## Instructions for the task
The lines from the start of the data through the line containing "use crate::jobs::JobContext;" are to be reproduced exactly, both ends included.
____ Excerpted data
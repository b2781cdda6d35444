//! Built-in job handlers.
//!
//! | Job type | Payload | Result |
//! |----------|---------|--------|
//! | `engine.echo` | any | the payload |
//! | `engine.sleep` | `{steps?, intervalMs?}` | `{steps}` |
//! | `engine.warmup` | `{models: [id, ...]}` | `{loaded: [id, ...]}` |
//!
//! Domain handlers (OCR, embeddings, transcription) register against the same
//! [`HandlerRegistry`] from the embedding application.

use std::thread;
use std::time::Duration;

use serde::Deserialize;
use serde_json::{Value, json};
use tracing::debug;

use crate::jobs::JobContext;
use crate::registry::{HandlerRegistry, HandlerResult, JobHandler};

pub const ECHO: &str = "engine.echo";
pub const SLEEP: &str = "engine.sleep";
pub const WARMUP: &str = "engine.warmup";

pub fn register_builtin(registry: &HandlerRegistry) {
    registry.register_fn(ECHO, |payload, _ctx| Ok(payload));
    registry.register(SLEEP, Sleep);
    registry.register(WARMUP, Warmup);
}

#[derive(Debug, Deserialize)]
#[serde(rename_all = "camelCase", default)]
struct SleepPayload {
    steps: u32,
    interval_ms: u64,
}

impl Default for SleepPayload {
    fn default() -> Self {
        Self {
            steps: 5,
            interval_ms: 100,
        }
    }
}

/// Sleeps in steps, reporting progress after each and stopping at the next
/// step boundary once the engine signals shutdown.
struct Sleep;

impl JobHandler for Sleep {
    fn execute(&self, payload: Value, ctx: &JobContext) -> HandlerResult {
        let payload: SleepPayload = if payload.is_null() {
            SleepPayload::default()
        } else {
            serde_json::from_value(payload)?
        };
        let steps = payload.steps.max(1);

        for step in 1..=steps {
            ctx.check_cancelled()?;
            thread::sleep(Duration::from_millis(payload.interval_ms));
            let percent = f64::from(step) * 100.0 / f64::from(steps);
            ctx.progress(percent, format!("step {step}/{steps}"));
        }
        Ok(json!({ "steps": steps }))
    }
}

#[derive(Debug, Deserialize)]
struct WarmupPayload {
    models: Vec<String>,
}

/// Loads each listed resource in turn, failing on the first that cannot be
/// loaded.
struct Warmup;

impl JobHandler for Warmup {
    fn execute(&self, payload: Value, ctx: &JobContext) -> HandlerResult {
        let payload: WarmupPayload = serde_json::from_value(payload)?;
        let total = payload.models.len().max(1);

        let mut loaded = Vec::with_capacity(payload.models.len());
        for (i, id) in payload.models.iter().enumerate() {
            ctx.check_cancelled()?;
            ctx.resources().ensure_loaded(id, None)?;
            debug!(job_id = %ctx.job_id(), resource = %id, "Warmed model");
            loaded.push(id.clone());
            ctx.progress((i + 1) as f64 * 100.0 / total as f64, format!("loaded {id}"));
        }
        Ok(json!({ "loaded": loaded }))
    }
}
#[tokio::main]
async fn main() {
    if let Err(err) = ai_engine::run().await {
        eprintln!("error: {err:#}");
        std::process::exit(1);
    }
}
//! Job records and the state machine that governs them.

use std::fmt;
use std::sync::Arc;
use std::sync::atomic::{AtomicBool, Ordering};

use chrono::{DateTime, Utc};
use serde::{Deserialize, Serialize};
use serde_json::Value;
use uuid::Uuid;

#[derive(Debug, Clone, Copy, PartialEq, Eq, Hash, Serialize, Deserialize)]
#[serde(rename_all = "lowercase")]
pub enum JobState {
    Pending,
    Running,
    Done,
    Failed,
    Cancelled,
}

impl JobState {
    pub fn is_terminal(self) -> bool {
        matches!(self, JobState::Done | JobState::Failed | JobState::Cancelled)
    }

    pub fn as_str(self) -> &'static str {
        match self {
            JobState::Pending => "pending",
            JobState::Running => "running",
            JobState::Done => "done",
            JobState::Failed => "failed",
            JobState::Cancelled => "cancelled",
        }
    }
}

impl fmt::Display for JobState {
    fn fmt(&self, f: &mut fmt::Formatter<'_>) -> fmt::Result {
        f.write_str(self.as_str())
    }
}

#[derive(Debug, Clone, Copy, Default, PartialEq, Eq, Hash, Serialize, Deserialize)]
#[serde(rename_all = "lowercase")]
pub enum Priority {
    Low,
    #[default]
    Normal,
    High,
}

/// Cooperative cancellation flag shared between the scheduler and a running
/// handler.
#[derive(Debug, Clone, Default)]
pub struct CancellationToken(Arc<AtomicBool>);

impl CancellationToken {
    pub fn new() -> Self {
        Self::default()
    }

    pub fn cancel(&self) {
        self.0.store(true, Ordering::SeqCst);
    }

    pub fn is_cancelled(&self) -> bool {
        self.0.load(Ordering::SeqCst)
    }
}

/// How a handler invocation ended.
#[derive(Debug, Clone)]
pub enum JobOutcome {
    Done(Value),
    Failed(String),
    Cancelled,
}

/// A job record. Owned by the scheduler; callers only ever see snapshots.
#[derive(Debug, Clone)]
pub struct Job {
    pub id: String,
    pub job_type: String,
    pub priority: Priority,
    pub state: JobState,
    pub progress: f64,
    pub message: Option<String>,
    pub result: Option<Value>,
    pub error: Option<String>,
    pub created_at: DateTime<Utc>,
    pub started_at: Option<DateTime<Utc>>,
    pub completed_at: Option<DateTime<Utc>>,
    pub cancel: CancellationToken,
}

impl Job {
    pub fn new(job_type: impl Into<String>, priority: Priority) -> Self {
        Self {
            id: Uuid::new_v4().to_string(),
            job_type: job_type.into(),
            priority,
            state: JobState::Pending,
            progress: 0.0,
            message: None,
            result: None,
            error: None,
            created_at: Utc::now(),
            started_at: None,
            completed_at: None,
            cancel: CancellationToken::new(),
        }
    }

    /// `pending -> running`. Returns false if the job is in any other state.
    pub fn mark_running(&mut self) -> bool {
        if self.state != JobState::Pending {
            return false;
        }
        self.state = JobState::Running;
        self.started_at = Some(Utc::now());
        true
    }

    /// `running -> done | failed | cancelled`. Returns false unless running.
    pub fn finish(&mut self, outcome: JobOutcome) -> bool {
        if self.state != JobState::Running {
            return false;
        }
        match outcome {
            JobOutcome::Done(value) => {
                self.state = JobState::Done;
                self.progress = 100.0;
                self.result = Some(value);
            }
            JobOutcome::Failed(error) => {
                self.state = JobState::Failed;
                self.error = Some(error);
            }
            JobOutcome::Cancelled => {
                self.state = JobState::Cancelled;
            }
        }
        self.completed_at = Some(Utc::now());
        true
    }

    /// `pending -> cancelled`. Returns false unless pending.
    pub fn cancel_pending(&mut self) -> bool {
        if self.state != JobState::Pending {
            return false;
        }
        self.state = JobState::Cancelled;
        self.cancel.cancel();
        self.completed_at = Some(Utc::now());
        true
    }

    /// Record a progress report. Non-finite percentages keep the previous
    /// value; everything else is clamped to `[0, 100]`.
    pub fn record_progress(&mut self, percent: f64, message: Option<String>) -> f64 {
        if percent.is_finite() {
            self.progress = percent.clamp(0.0, 100.0);
        }
        if message.is_some() {
            self.message = message;
        }
        self.progress
    }

    pub fn status(&self) -> JobStatus {
        JobStatus {
            job_id: self.id.clone(),
            job_type: self.job_type.clone(),
            state: self.state,
            progress: self.progress,
            message: self.message.clone(),
            created_at: self.created_at.timestamp_millis(),
            started_at: self.started_at.map(|t| t.timestamp_millis()),
            completed_at: self.completed_at.map(|t| t.timestamp_millis()),
        }
    }

    pub fn summary(&self) -> JobSummary {
        JobSummary {
            job_id: self.id.clone(),
            job_type: self.job_type.clone(),
            state: self.state,
            progress: self.progress,
        }
    }

    pub fn result(&self) -> JobResult {
        match self.state {
            JobState::Done => JobResult {
                success: true,
                data: Some(self.result.clone().unwrap_or(Value::Null)),
                error: None,
            },
            JobState::Failed => JobResult {
                success: false,
                data: None,
                error: Some(self.error.clone().unwrap_or_default()),
            },
            state => JobResult {
                success: false,
                data: None,
                error: Some(format!("Job not complete: {state}")),
            },
        }
    }
}

/// Read-only snapshot for `jobs.status`. Timestamps are ms since epoch.
#[derive(Debug, Clone, PartialEq, Serialize)]
#[serde(rename_all = "camelCase")]
pub struct JobStatus {
    pub job_id: String,
    #[serde(rename = "type")]
    pub job_type: String,
    pub state: JobState,
    pub progress: f64,
    #[serde(skip_serializing_if = "Option::is_none")]
    pub message: Option<String>,
    pub created_at: i64,
    #[serde(skip_serializing_if = "Option::is_none")]
    pub started_at: Option<i64>,
    #[serde(skip_serializing_if = "Option::is_none")]
    pub completed_at: Option<i64>,
}

#[derive(Debug, Clone, PartialEq, Serialize)]
#[serde(rename_all = "camelCase")]
pub struct JobSummary {
    pub job_id: String,
    #[serde(rename = "type")]
    pub job_type: String,
    pub state: JobState,
    pub progress: f64,
}

#[derive(Debug, Clone, PartialEq, Serialize)]
pub struct JobResult {
    pub success: bool,
    #[serde(skip_serializing_if = "Option::is_none")]
    pub data: Option<Value>,
    #[serde(skip_serializing_if = "Option::is_none")]
    pub error: Option<String>,
}

#[derive(Debug, Clone, PartialEq, Serialize)]
pub struct CancelOutcome {
    pub success: bool,
    #[serde(skip_serializing_if = "Option::is_none")]
    pub reason: Option<String>,
}

impl CancelOutcome {
    pub fn cancelled() -> Self {
        Self {
            success: true,
            reason: None,
        }
    }

    pub fn refused(reason: impl Into<String>) -> Self {
        Self {
            success: false,
            reason: Some(reason.into()),
        }
    }
}

/// Job counts by state, for health reporting.
#[derive(Debug, Clone, Copy, Default, PartialEq, Eq, Serialize)]
pub struct JobCounts {
    pub pending: usize,
    pub running: usize,
    pub done: usize,
    pub failed: usize,
    pub cancelled: usize,
}

impl JobCounts {
    pub fn record(&mut self, state: JobState) {
        match state {
            JobState::Pending => self.pending += 1,
            JobState::Running => self.running += 1,
            JobState::Done => self.done += 1,
            JobState::Failed => self.failed += 1,
            JobState::Cancelled => self.cancelled += 1,
        }
    }

    pub fn total(&self) -> usize {
        self.pending + self.running + self.done + self.failed + self.cancelled
    }
}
________
## Solution to this task
repository b2781cdda6d35444
//! Built-in job handlers.
//!
//! | Job type | Payload | Result |
//! |----------|---------|--------|
//! | `engine.echo` | any | the payload |
//! | `engine.sleep` | `{steps?, intervalMs?}` | `{steps}` |
//! | `engine.warmup` | `{models: [id, ...]}` | `{loaded: [id, ...]}` |
//!
//! Domain handlers (OCR, embeddings, transcription) register against the same
//! [`HandlerRegistry`] from the embedding application.

use std::thread;
use std::time::Duration;

use serde::Deserialize;
use serde_json::{Value, json};
use tracing::debug;

use crate::jobs::JobContext;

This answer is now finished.